RAW DATA START

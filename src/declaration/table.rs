//! In-memory declaration table.
//!
//! [`DeclarationTable`] stores pre-extracted [`TypeDeclaration`]s and serves them through the
//! [`DeclarationProvider`] trait. Storage is a lock-free `SkipMap`, so tables can be filled
//! from several threads and iteration is always ordered by type name.

use std::sync::Arc;

use crossbeam_skiplist::SkipMap;

use crate::{
    declaration::{DeclarationProvider, FieldDeclaration, MethodDeclaration, TypeDeclaration},
    shape::{TypeId, TypeShape},
    Error::TypeNotFound,
    Result,
};

/// Reference to a stored `TypeDeclaration`
pub type TypeDeclarationRc = Arc<TypeDeclaration>;

/// Thread-safe table of type declarations, keyed by [`TypeId`]
#[derive(Default)]
pub struct DeclarationTable {
    declarations: SkipMap<TypeId, TypeDeclarationRc>,
}

impl DeclarationTable {
    /// Create an empty table
    #[must_use]
    pub fn new() -> Self {
        DeclarationTable {
            declarations: SkipMap::new(),
        }
    }

    /// Insert a declaration, replacing a previous one with the same id
    ///
    /// ## Arguments
    /// * 'declaration' - The declaration to store
    pub fn insert(&self, declaration: TypeDeclaration) -> TypeDeclarationRc {
        let declaration = Arc::new(declaration);
        self.declarations
            .insert(declaration.id.clone(), declaration.clone());
        declaration
    }

    /// Look up a declaration
    #[must_use]
    pub fn get(&self, type_id: &TypeId) -> Option<TypeDeclarationRc> {
        self.declarations
            .get(type_id)
            .map(|entry| entry.value().clone())
    }

    /// Returns `true` if `type_id` is declared
    #[must_use]
    pub fn contains(&self, type_id: &TypeId) -> bool {
        self.declarations.contains_key(type_id)
    }

    /// Count of declared types
    pub fn len(&self) -> usize {
        self.declarations.len()
    }

    /// Check if the table is empty
    pub fn is_empty(&self) -> bool {
        self.declarations.is_empty()
    }

    /// All declared type ids, ordered by name
    pub fn type_ids(&self) -> Vec<TypeId> {
        self.declarations
            .iter()
            .map(|entry| entry.key().clone())
            .collect()
    }

    /// Wrap the table into a shareable provider handle
    #[must_use]
    pub fn into_provider(self) -> Arc<dyn DeclarationProvider> {
        Arc::new(self)
    }

    fn require(&self, type_id: &TypeId) -> Result<TypeDeclarationRc> {
        self.get(type_id)
            .ok_or_else(|| TypeNotFound(type_id.clone()))
    }
}

impl DeclarationProvider for DeclarationTable {
    fn declared_parameters(&self, type_id: &TypeId) -> Result<Vec<String>> {
        Ok(self.require(type_id)?.parameters.clone())
    }

    fn supertype_expression(&self, type_id: &TypeId) -> Result<Option<TypeShape>> {
        Ok(self.require(type_id)?.supertype.clone())
    }

    fn superinterface_expressions(&self, type_id: &TypeId) -> Result<Vec<TypeShape>> {
        Ok(self.require(type_id)?.interfaces.clone())
    }

    fn field(&self, type_id: &TypeId, name: &str) -> Option<FieldDeclaration> {
        self.get(type_id)?.field(name).cloned()
    }

    fn method(&self, type_id: &TypeId, name: &str) -> Option<MethodDeclaration> {
        self.get(type_id)?.method(name).cloned()
    }
}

RAW DATA END

▶ [PROBLEM TO WORK ON]: Gather up every line from the listing above in which the word "impl" occurs.

▶ [OUTPUT FOR THIS EXERCISE]:
impl DeclarationTable {
impl DeclarationProvider for DeclarationTable {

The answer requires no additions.